El Senado de la provincia de Buenos Aires ha vuelto a abrir sus puertas tras casi siete meses de inactividad legislativa. La interrupción en las sesiones ordinarias se debió a la intensa lucha interna que ha mantenido paralizada a la bancada oficialista durante el primer semestre del año. Esta situación ha generado un clima de incertidumbre y un estancamiento en la gestión legislativa, lo que ha llevado a un creciente descontento tanto entre los legisladores como entre la ciudadanía.
La reanudación de las actividades se concretó después de que las fuerzas de Fuerza Patria y la oposición lograran destrabar el conflicto relacionado con la conformación de las comisiones legislativas. Este conflicto se había convertido en un nudo complicado, reflejando la tensión existente entre el Movimiento Derecho al Futuro, que se alinea con el gobernador Axel Kicillof, y La Cámpora, liderada por Máximo Kirchner. La resolución de este conflicto ha permitido que el Senado retome su funcionamiento, aunque no sin controversias.
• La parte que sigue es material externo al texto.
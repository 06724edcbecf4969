use std::net::{SocketAddr, ToSocketAddrs};

use crate::error::{Error, Result};

/// Resolves `host:port` into a socket address
///
/// `host` is an IPv4 literal, a bracketed IPv6 literal or a domain name. The port is
/// mandatory. Domain names go through the system resolver and the first answer is used.
pub fn resolve_addr(addr: &str) -> Result<SocketAddr> {
    if let Ok(sa) = addr.parse::<SocketAddr>() {
        return Ok(sa);
    }

    let fail = |reason: &str| Error::AddressResolution {
        addr: addr.to_owned(),
        reason: reason.to_owned(),
    };

    let (host, port) = match addr.rsplit_once(':') {
        Some(p) => p,
        None => return Err(fail("missing port")),
    };
    if host.is_empty() {
        return Err(fail("missing host"));
    }
    // Literal IPv6 addresses must be bracketed, and brackets around anything else are junk
    if host.contains(':') || host.starts_with('[') {
        return Err(fail("invalid host"));
    }
    let port = match port.parse::<u16>() {
        Ok(p) => p,
        Err(..) => return Err(fail("invalid port")),
    };

    match (host, port).to_socket_addrs() {
        Ok(mut addrs) => addrs.next().ok_or_else(|| fail("no address found")),
        Err(err) => Err(fail(&err.to_string())),
    }
}
//! Proxy modes
//!
//! | `--transparent` | `--udp` | mode            | local side              |
//! |-----------------|---------|-----------------|-------------------------|
//! | no              | no      | SOCKS5          | SOCKS5 CONNECT          |
//! | yes             | no      | transparent TCP | plain TCP to `--target` |
//! | yes             | yes     | transparent UDP | datagrams to `--target` |
//! | no              | yes     | STUN UDP        | STUN datagrams          |

use std::fmt;

pub mod pt_socks5;
pub mod stun_udp;
pub mod transparent_tcp;
pub mod transparent_udp;

/// One of the four launchers
#[derive(Debug, Clone, Copy, PartialEq, Eq)]
pub enum ProxyMode {
    Socks5,
    TransparentTcp,
    TransparentUdp,
    StunUdp,
}

impl ProxyMode {
    /// Picks the mode from the two independent `--transparent` and `--udp` switches
    pub fn select(transparent: bool, udp: bool) -> ProxyMode {
        match (transparent, udp) {
            (false, false) => ProxyMode::Socks5,
            (true, false) => ProxyMode::TransparentTcp,
            (true, true) => ProxyMode::TransparentUdp,
            (false, true) => ProxyMode::StunUdp,
        }
    }

    /// Protocol name announced in `CMETHOD` lines
    pub fn protocol(self) -> &'static str {
        match self {
            ProxyMode::Socks5 => "socks5",
            ProxyMode::TransparentTcp => "transparent-TCP",
            ProxyMode::TransparentUdp => "transparent-UDP",
            ProxyMode::StunUdp => "STUN",
        }
    }

    pub fn is_udp(self) -> bool {
        matches!(self, ProxyMode::TransparentUdp | ProxyMode::StunUdp)
    }

    /// Client modes that forward everything to `--target`
    pub fn requires_target(self) -> bool {
        self != ProxyMode::Socks5
    }
}

impl fmt::Display for ProxyMode {
    fn fmt(&self, f: &mut fmt::Formatter<'_>) -> fmt::Result {
        match *self {
            ProxyMode::Socks5 => f.write_str("PT 2.0 SOCKS5"),
            ProxyMode::TransparentTcp => f.write_str("transparent TCP"),
            ProxyMode::TransparentUdp => f.write_str("transparent UDP"),
            ProxyMode::StunUdp => f.write_str("STUN UDP"),
        }
    }
}
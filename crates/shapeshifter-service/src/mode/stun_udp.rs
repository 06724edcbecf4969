//! STUN UDP mode
//!
//! Like transparent UDP, but only datagrams that parse as STUN messages are relayed.

use std::{io, net::SocketAddr};

use crate::{
    launcher::{resolve_target, ClientContext},
    listener::Listener,
    tracker::ConnectionTracker,
    transports::Transport,
    udp::{serve_udp, PacketFilter},
};

pub(crate) async fn client_setup(
    transport: Transport,
    listen_addr: SocketAddr,
    context: &ClientContext,
) -> io::Result<Listener> {
    let target = resolve_target(context.target()?).await?;
    serve_udp(
        transport.name(),
        listen_addr,
        target,
        PacketFilter::Stun,
        context.tracker.clone(),
    )
    .await
}

pub(crate) async fn server_setup(
    transport: Transport,
    bind_addr: SocketAddr,
    or_addr: SocketAddr,
    tracker: &ConnectionTracker,
) -> io::Result<Listener> {
    serve_udp(transport.name(), bind_addr, or_addr, PacketFilter::Stun, tracker.clone()).await
}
El primer punto del orden del día provocó un acalorado debate. La votación sobre la renovación de las licencias de Florencia Saintout, presidenta del Instituto Cultural, y Gabriel Katopodis, del Ministerio de Infraestructura, desató críticas por parte de Sergio Berni, presidente del bloque Fuerza Patria. Berni cuestionó abiertamente la gestión de la vicegobernadora Verónica Magario, señalando irregularidades en el estado de las licencias vigentes y cuestionando la forma en que se había conformado el decreto que daba luz verde a las comisiones. A pesar de que Magario defendió la legalidad del proceso, la tensión se hizo palpable.
La situación se tornó aún más compleja con la designación de representantes del Senado en el Consejo de la Magistratura. Este trámite evidenció la falta de consenso dentro de Fuerza Patria, que no logró ponerse de acuerdo para cubrir los cuatro lugares que le corresponden. La oposición, por su parte, también enfrentó dificultades, ya que el PRO no pudo llegar a un acuerdo sobre la designación del legislador Juan Manuel Rico Zini, lo que se rumorea podría estar vinculado a un veto de figuras influyentes dentro del partido.
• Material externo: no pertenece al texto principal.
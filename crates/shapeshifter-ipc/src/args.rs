//! Transport arguments and the option string grammars
//!
//! Two serializations of per-transport options exist:
//!
//! ```plain
//! legacy    (TOR_PT_SERVER_TRANSPORT_OPTIONS):  obfs4:cert=AAA;obfs4:iat-mode=0;meek:url=x
//! versioned (--options):                        obfs4:cert=AAA,iat-mode=0;meek:url=x
//! ```
//!
//! In both, `\` escapes the character that follows it.

use std::collections::{btree_map, BTreeMap};

use crate::error::{Error, Result};

const ESCAPE: char = '\\';

/// Key/value arguments of one transport
///
/// A multi-map: adding an existing key appends another value, [`Args::get`] returns the
/// first one.
#[derive(Debug, Clone, Default, PartialEq, Eq)]
pub struct Args {
    pairs: BTreeMap<String, Vec<String>>,
}

impl Args {
    /// Creates an empty argument set
    pub fn new() -> Args {
        Args::default()
    }

    /// Appends `value` to `key`
    pub fn add<K, V>(&mut self, key: K, value: V)
    where
        K: Into<String>,
        V: Into<String>,
    {
        self.pairs.entry(key.into()).or_default().push(value.into());
    }

    /// First value of `key`
    pub fn get(&self, key: &str) -> Option<&str> {
        self.pairs.get(key).and_then(|v| v.first()).map(String::as_str)
    }

    /// All values of `key`, in the order they were added
    pub fn get_all(&self, key: &str) -> &[String] {
        self.pairs.get(key).map(Vec::as_slice).unwrap_or(&[])
    }

    /// Appends every value of `other`
    pub fn merge(&mut self, other: Args) {
        for (k, vs) in other.pairs {
            self.pairs.entry(k).or_default().extend(vs);
        }
    }

    /// Number of distinct keys
    pub fn len(&self) -> usize {
        self.pairs.len()
    }

    pub fn is_empty(&self) -> bool {
        self.pairs.is_empty()
    }

    /// Iterates keys in sorted order with all their values
    pub fn iter(&self) -> btree_map::Iter<'_, String, Vec<String>> {
        self.pairs.iter()
    }

    /// Encodes as `key=value,key=value`, the form used in `SMETHOD ... ARGS:`
    pub fn encode(&self) -> String {
        let mut out = String::new();
        for (k, vs) in &self.pairs {
            for v in vs {
                if !out.is_empty() {
                    out.push(',');
                }
                escape_into(&mut out, k);
                out.push('=');
                escape_into(&mut out, v);
            }
        }
        out
    }
}

/// Per-transport arguments keyed by transport name
#[derive(Debug, Clone, Default, PartialEq, Eq)]
pub struct TransportOptions {
    transports: BTreeMap<String, Args>,
}

impl TransportOptions {
    /// Creates an empty option map
    pub fn new() -> TransportOptions {
        TransportOptions::default()
    }

    /// Arguments of `transport`, if any were given
    pub fn get(&self, transport: &str) -> Option<&Args> {
        self.transports.get(transport)
    }

    /// Arguments of `transport`, empty if none were given
    pub fn args_for(&self, transport: &str) -> Args {
        self.get(transport).cloned().unwrap_or_default()
    }

    /// Merges `args` into the arguments of `transport`
    pub fn insert(&mut self, transport: String, args: Args) {
        self.transports.entry(transport).or_default().merge(args);
    }

    /// Number of distinct transports
    pub fn len(&self) -> usize {
        self.transports.len()
    }

    pub fn is_empty(&self) -> bool {
        self.transports.is_empty()
    }

    /// Transport names in sorted order
    pub fn transports(&self) -> impl Iterator<Item = &str> {
        self.transports.keys().map(String::as_str)
    }
}

/// Option string grammar
#[derive(Debug, Clone, Copy, PartialEq, Eq)]
pub enum OptionsFormat {
    /// `transport:key=value` entries separated by `;`
    Legacy,
    /// `transport:key=value,key=value` entries separated by `;`
    Versioned,
}

/// Parses a transport option string in the given grammar
///
/// An empty string yields an empty map.
pub fn parse_transport_options(s: &str, format: OptionsFormat) -> Result<TransportOptions> {
    let mut options = TransportOptions::new();
    if s.is_empty() {
        return Ok(options);
    }
    if has_dangling_escape(s) {
        return Err(Error::option_parse(last_entry(s), "ends with an unfinished escape"));
    }

    for entry in split_unescaped(s, ';') {
        let (name, rest) = match split_first_unescaped(entry, ':') {
            Some(p) => p,
            None => return Err(Error::option_parse(entry, "missing \":\"")),
        };

        let name = unescape(name);
        if name.is_empty() {
            return Err(Error::option_parse(entry, "empty transport name"));
        }

        let mut args = Args::new();
        match format {
            OptionsFormat::Legacy => {
                let (k, v) = parse_pair(entry, rest)?;
                args.add(k, v);
            }
            OptionsFormat::Versioned => {
                for pair in split_unescaped(rest, ',') {
                    if let Some((_, raw)) = split_first_unescaped(pair, '=') {
                        if contains_unescaped(raw, &[':', '=']) {
                            return Err(Error::option_parse(entry, "unescaped delimiter in value"));
                        }
                    }
                    let (k, v) = parse_pair(entry, pair)?;
                    args.add(k, v);
                }
            }
        }
        options.insert(name, args);
    }

    Ok(options)
}

/// Parses `key=value;key=value`, the argument string a client passes per connection
pub fn parse_client_args(s: &str) -> Result<Args> {
    let mut args = Args::new();
    if s.is_empty() {
        return Ok(args);
    }
    if has_dangling_escape(s) {
        return Err(Error::option_parse(last_entry(s), "ends with an unfinished escape"));
    }

    for pair in split_unescaped(s, ';') {
        let (k, v) = parse_pair(pair, pair)?;
        args.add(k, v);
    }
    Ok(args)
}

// `entry` is only used to report errors
fn parse_pair(entry: &str, pair: &str) -> Result<(String, String)> {
    let (k, v) = match split_first_unescaped(pair, '=') {
        Some(p) => p,
        None => return Err(Error::option_parse(entry, "missing \"=\"")),
    };

    let k = unescape(k);
    if k.is_empty() {
        return Err(Error::option_parse(entry, "empty key"));
    }
    Ok((k, unescape(v)))
}

/// Byte offsets of every unescaped occurrence of any of `seps`
fn unescaped_positions<'a>(s: &'a str, seps: &'a [char]) -> impl Iterator<Item = usize> + 'a {
    let mut escaped = false;
    s.char_indices().filter_map(move |(i, c)| {
        if escaped {
            escaped = false;
            None
        } else if c == ESCAPE {
            escaped = true;
            None
        } else if seps.contains(&c) {
            Some(i)
        } else {
            None
        }
    })
}

fn has_dangling_escape(s: &str) -> bool {
    let mut escaped = false;
    for c in s.chars() {
        escaped = !escaped && c == ESCAPE;
    }
    escaped
}

/// The `;` entry holding a dangling escape, always the last one
fn last_entry(s: &str) -> &str {
    split_unescaped(s, ';').pop().unwrap_or(s)
}

fn contains_unescaped(s: &str, seps: &[char]) -> bool {
    unescaped_positions(s, seps).next().is_some()
}

fn split_first_unescaped(s: &str, sep: char) -> Option<(&str, &str)> {
    let seps = [sep];
    let pos = unescaped_positions(s, &seps).next()?;
    Some((&s[..pos], &s[pos + sep.len_utf8()..]))
}

fn split_unescaped(s: &str, sep: char) -> Vec<&str> {
    let seps = [sep];
    let mut parts = Vec::new();
    let mut start = 0;
    for pos in unescaped_positions(s, &seps) {
        parts.push(&s[start..pos]);
        start = pos + sep.len_utf8();
    }
    parts.push(&s[start..]);
    parts
}

fn unescape(s: &str) -> String {
    let mut out = String::with_capacity(s.len());
    let mut escaped = false;
    for c in s.chars() {
        if !escaped && c == ESCAPE {
            escaped = true;
            continue;
        }
        escaped = false;
        out.push(c);
    }
    out
}

fn escape_into(out: &mut String, s: &str) {
    for c in s.chars() {
        if matches!(c, '\\' | ';' | ',' | ':' | '=') {
            out.push(ESCAPE);
        }
        out.push(c);
    }
}

#[cfg(test)]
mod test {
    use super::*;

    #[test]
    fn legacy_accumulates_per_transport() {
        let opts = parse_transport_options(
            "obfs4:cert=AAA;obfs4:iat-mode=0;meek:url=https://a.example/",
            OptionsFormat::Legacy,
        )
        .unwrap();

        assert_eq!(opts.len(), 2);
        let obfs4 = opts.get("obfs4").unwrap();
        assert_eq!(obfs4.get("cert"), Some("AAA"));
        assert_eq!(obfs4.get("iat-mode"), Some("0"));
        // later ':' and '=' belong to the value in the legacy grammar
        assert_eq!(opts.get("meek").unwrap().get("url"), Some("https://a.example/"));
    }

    #[test]
    fn versioned_pairs() {
        let opts = parse_transport_options("obfs4:cert=AAA,iat-mode=0;shadow:password=x", OptionsFormat::Versioned)
            .unwrap();

        assert_eq!(opts.len(), 2);
        assert_eq!(opts.args_for("obfs4").len(), 2);
        assert_eq!(opts.args_for("shadow").get("password"), Some("x"));
        assert!(opts.args_for("meek").is_empty());
    }

    #[test]
    fn versioned_requires_escaped_delimiters() {
        let err = parse_transport_options("meek:url=https://a.example/", OptionsFormat::Versioned).unwrap_err();
        assert_eq!(
            err,
            Error::OptionParse {
                entry: "meek:url=https://a.example/".to_owned(),
                reason: "unescaped delimiter in value",
            }
        );

        let opts = parse_transport_options(r"meek:url=https\://a.example/,front=a\,b", OptionsFormat::Versioned).unwrap();
        let meek = opts.get("meek").unwrap();
        assert_eq!(meek.get("url"), Some("https://a.example/"));
        assert_eq!(meek.get("front"), Some("a,b"));
    }

    #[test]
    fn escaped_separators() {
        let opts = parse_transport_options(r"ob\:fs:k\;ey=va\=l\\ue", OptionsFormat::Legacy).unwrap();
        assert_eq!(opts.get("ob:fs").unwrap().get("k;ey"), Some(r"va=l\ue"));
    }

    #[test]
    fn malformed_entries() {
        for (s, reason) in [
            ("obfs4", "missing \":\""),
            (":key=value", "empty transport name"),
            ("obfs4:key", "missing \"=\""),
            ("obfs4:=value", "empty key"),
            ("obfs4:key=value;", "missing \":\""),
        ] {
            match parse_transport_options(s, OptionsFormat::Legacy) {
                Err(Error::OptionParse { reason: r, .. }) => assert_eq!(r, reason, "{s}"),
                other => panic!("{s}: {other:?}"),
            }
        }

        assert_eq!(
            parse_transport_options(r"meek:url=x;obfs4:key=value\", OptionsFormat::Legacy).unwrap_err(),
            Error::OptionParse {
                entry: r"obfs4:key=value\".to_owned(),
                reason: "ends with an unfinished escape",
            }
        );
        assert!(matches!(
            parse_client_args(r"a=1;b=2\"),
            Err(Error::OptionParse { ref entry, .. }) if entry == r"b=2\"
        ));
    }

    #[test]
    fn empty_is_empty() {
        assert!(parse_transport_options("", OptionsFormat::Legacy).unwrap().is_empty());
        assert!(parse_transport_options("", OptionsFormat::Versioned).unwrap().is_empty());
        assert!(parse_client_args("").unwrap().is_empty());
    }

    #[test]
    fn merge_is_order_independent_per_key_set() {
        let a = parse_transport_options("t:a=1;t:b=2;u:c=3", OptionsFormat::Legacy).unwrap();
        let b = parse_transport_options("u:c=3;t:b=2;t:a=1", OptionsFormat::Legacy).unwrap();

        let keys = |o: &TransportOptions, t: &str| o.get(t).unwrap().iter().map(|(k, _)| k.clone()).collect::<Vec<_>>();
        assert_eq!(keys(&a, "t"), keys(&b, "t"));
        assert_eq!(a.transports().collect::<Vec<_>>(), b.transports().collect::<Vec<_>>());
    }

    #[test]
    fn client_args() {
        let args = parse_client_args(r"cert=A\;B;iat-mode=1;iat-mode=2").unwrap();
        assert_eq!(args.get("cert"), Some("A;B"));
        assert_eq!(args.get_all("iat-mode"), &["1".to_owned(), "2".to_owned()]);

        let err = parse_client_args("cert").unwrap_err();
        assert!(matches!(err, Error::OptionParse { ref entry, .. } if entry == "cert"));
    }

    #[test]
    fn encode_escapes() {
        let mut args = Args::new();
        args.add("cert", "a,b=c");
        args.add("iat-mode", "0");
        assert_eq!(args.encode(), r"cert=a\,b\=c,iat-mode=0");
    }
}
A pesar de las dificultades, se lograron confirmaciones parciales para algunos de los cargos en el Consejo de la Magistratura, donde Luz Bambaci, Sergio Berni y Fernando Coronel fueron designados en sus respectivos espacios. Sin embargo, los lugares restantes quedaron sin resolución, lo que refleja la fragilidad del clima político actual y la falta de entendimiento entre los diferentes bloques.
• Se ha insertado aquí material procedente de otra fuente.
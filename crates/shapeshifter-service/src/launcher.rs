//! Launch dispatch
//!
//! The lifecycle controller resolves a configuration, picks a [`ProxyMode`] and hands both
//! to [`launch_client`] or [`launch_server`]. Those start one listener per usable transport,
//! report each outcome to the parent on the [`Messenger`] and return a [`LaunchResult`].

use std::{
    io::{self, ErrorKind, Write},
    net::SocketAddr,
    sync::Arc,
};

use log::{error, info, warn};
use shapeshifter_ipc::{ClientConfig, Messenger, ServerConfig};
use tokio::net::lookup_host;

use crate::{
    listener::Listener,
    mode::{pt_socks5, stun_udp, transparent_tcp, transparent_udp, ProxyMode},
    proxy_dialer::ProxyDialer,
    scrub::elide,
    socks5::Address,
    tracker::ConnectionTracker,
    transports::Transport,
};

/// Everything a client launcher needs
#[derive(Debug, Clone)]
pub struct ClientLaunch {
    /// `--proxylistenaddr`
    pub listen_addr: SocketAddr,
    /// `--target`, where transparent and STUN clients send their traffic
    pub target: Option<String>,
    pub config: ClientConfig,
}

/// Everything a server launcher needs
#[derive(Debug, Clone)]
pub struct ServerLaunch {
    pub config: ServerConfig,
}

/// What a launcher started
#[derive(Debug, Default)]
pub struct LaunchResult {
    /// At least one listener is running
    pub launched: bool,
    pub listeners: Vec<Listener>,
}

impl LaunchResult {
    fn new(listeners: Vec<Listener>) -> LaunchResult {
        LaunchResult {
            launched: !listeners.is_empty(),
            listeners,
        }
    }
}

/// Shared state of the client listeners
#[derive(Debug, Clone)]
pub(crate) struct ClientContext {
    pub tracker: ConnectionTracker,
    pub dialer: Arc<ProxyDialer>,
    pub target: Option<Address>,
}

impl ClientContext {
    pub fn target(&self) -> io::Result<&Address> {
        self.target
            .as_ref()
            .ok_or_else(|| io::Error::new(ErrorKind::InvalidInput, "--target is required in this mode"))
    }
}

/// Parses `host:port` without resolving it, so names can be handed to the upstream proxy
pub fn parse_target(s: &str) -> io::Result<Address> {
    if let Ok(sa) = s.parse::<SocketAddr>() {
        return Ok(Address::SocketAddress(sa));
    }

    let invalid = || io::Error::new(ErrorKind::InvalidInput, format!("invalid target {:?}", s));
    match s.rsplit_once(':') {
        Some((host, port)) if !host.is_empty() && !host.contains(':') => match port.parse::<u16>() {
            Ok(port) => Ok(Address::DomainNameAddress(host.to_owned(), port)),
            Err(..) => Err(invalid()),
        },
        _ => Err(invalid()),
    }
}

/// Resolves an address for datagram relaying, which cannot defer name resolution
pub(crate) async fn resolve_target(addr: &Address) -> io::Result<SocketAddr> {
    match *addr {
        Address::SocketAddress(sa) => Ok(sa),
        Address::DomainNameAddress(ref name, port) => lookup_host((name.as_str(), port))
            .await?
            .next()
            .ok_or_else(|| io::Error::new(ErrorKind::NotFound, format!("{} resolved to no address", name))),
    }
}

/// Starts a client listener for every requested transport
pub async fn launch_client<W: Write>(
    mode: ProxyMode,
    launch: &ClientLaunch,
    tracker: &ConnectionTracker,
    messenger: &mut Messenger<W>,
) -> LaunchResult {
    info!("initializing {} client", mode);

    let dialer = match ProxyDialer::new(launch.config.proxy.as_ref()) {
        Ok(d) => d,
        Err(err) => {
            error!("upstream proxy unusable: {}", err);
            return LaunchResult::default();
        }
    };
    if mode.is_udp() && dialer != ProxyDialer::Direct {
        warn!("{} mode sends datagrams directly, the upstream proxy only carries TCP", mode);
    }

    let target = match launch.target.as_deref().filter(|t| !t.is_empty()) {
        Some(t) => match parse_target(t) {
            Ok(addr) => Some(addr),
            Err(err) => {
                error!("{}", err);
                None
            }
        },
        None => None,
    };
    if mode.requires_target() && target.is_none() {
        error!("{} client needs a valid --target", mode);
    }

    let context = ClientContext {
        tracker: tracker.clone(),
        dialer: Arc::new(dialer),
        target,
    };

    let mut listeners = Vec::new();
    for name in &launch.config.method_names {
        let transport = match Transport::lookup(name) {
            Some(t) => t,
            None => {
                messenger.cmethod_error(name, "no such transport is supported");
                continue;
            }
        };

        let result = match mode {
            ProxyMode::Socks5 => pt_socks5::client_setup(transport, launch.listen_addr, &context).await,
            ProxyMode::TransparentTcp => transparent_tcp::client_setup(transport, launch.listen_addr, &context).await,
            ProxyMode::TransparentUdp => transparent_udp::client_setup(transport, launch.listen_addr, &context).await,
            ProxyMode::StunUdp => stun_udp::client_setup(transport, launch.listen_addr, &context).await,
        };

        match result {
            Ok(listener) => {
                info!("{} client listening on {}", name, elide(&listener.local_addr()));
                messenger.cmethod(name, mode.protocol(), listener.local_addr());
                listeners.push(listener);
            }
            Err(err) => {
                error!("{} client failed to start: {}", name, err);
                messenger.cmethod_error(name, &err.to_string());
            }
        }
    }
    messenger.cmethods_done();

    LaunchResult::new(listeners)
}

/// Starts a server listener for every enabled bind address
pub async fn launch_server<W: Write>(
    mode: ProxyMode,
    launch: &ServerLaunch,
    tracker: &ConnectionTracker,
    messenger: &mut Messenger<W>,
) -> LaunchResult {
    info!("initializing {} server", mode);

    let config = &launch.config;
    if let Some(ext_or_addr) = config.ext_or_addr {
        warn!(
            "extended OR port {} is not used, traffic goes to the OR port {}",
            elide(&ext_or_addr),
            elide(&config.or_addr)
        );
    }

    let mut listeners = Vec::new();
    for bindaddr in &config.bindaddrs {
        let name = bindaddr.method_name.as_str();
        let transport = match Transport::lookup(name) {
            Some(t) => t,
            None => {
                messenger.smethod_error(name, "no such transport is supported");
                continue;
            }
        };

        let result = match mode {
            ProxyMode::Socks5 => pt_socks5::server_setup(transport, bindaddr.addr, config.or_addr, tracker).await,
            ProxyMode::TransparentTcp => {
                transparent_tcp::server_setup(transport, bindaddr.addr, config.or_addr, tracker).await
            }
            ProxyMode::TransparentUdp => {
                transparent_udp::server_setup(transport, bindaddr.addr, config.or_addr, tracker).await
            }
            ProxyMode::StunUdp => stun_udp::server_setup(transport, bindaddr.addr, config.or_addr, tracker).await,
        };

        match result {
            Ok(listener) => {
                info!("{} server listening on {}", name, elide(&listener.local_addr()));
                messenger.smethod(name, listener.local_addr(), &transport.server_args(&bindaddr.options));
                listeners.push(listener);
            }
            Err(err) => {
                error!("{} server failed to start: {}", name, err);
                messenger.smethod_error(name, &err.to_string());
            }
        }
    }
    messenger.smethods_done();

    LaunchResult::new(listeners)
}

#[cfg(test)]
mod test {
    use super::*;

    #[test]
    fn targets() {
        assert_eq!(
            parse_target("127.0.0.1:53").unwrap(),
            Address::SocketAddress("127.0.0.1:53".parse().unwrap())
        );
        assert_eq!(
            parse_target("stun.example:3478").unwrap(),
            Address::DomainNameAddress("stun.example".to_owned(), 3478)
        );
        assert!(parse_target("stun.example").is_err());
        assert!(parse_target("::1:53").is_err());
        assert!(parse_target(":53").is_err());
    }
}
Uno de los momentos más significativos de la sesión llegó cuando el vicepresidente primero del Senado, Mario Ishii, tomó la palabra para expresar su preocupación por la situación social en la provincia. Ishii presentó dos proyectos, uno para declarar la emergencia alimentaria y otro para declarar la emergencia sanitaria, advirtiendo que la falta de tratamiento de estas iniciativas podría prolongar el sufrimiento de la población. Sus palabras resonaron entre los asistentes, destacando la urgencia de abordar estos temas en un contexto donde miles de ciudadanos enfrentan dificultades para satisfacer sus necesidades básicas.
La reanudación de las sesiones en el Senado bonaerense marca un hito importante en un año electoral, donde las tensiones políticas y la búsqueda de consenso serán claves para enfrentar los desafíos que la provincia enfrenta. La capacidad de los legisladores para dejar de lado las disputas internas y centrarse en las necesidades de la ciudadanía será fundamental para restablecer la confianza en las instituciones y garantizar una gestión efectiva en el futuro cercano.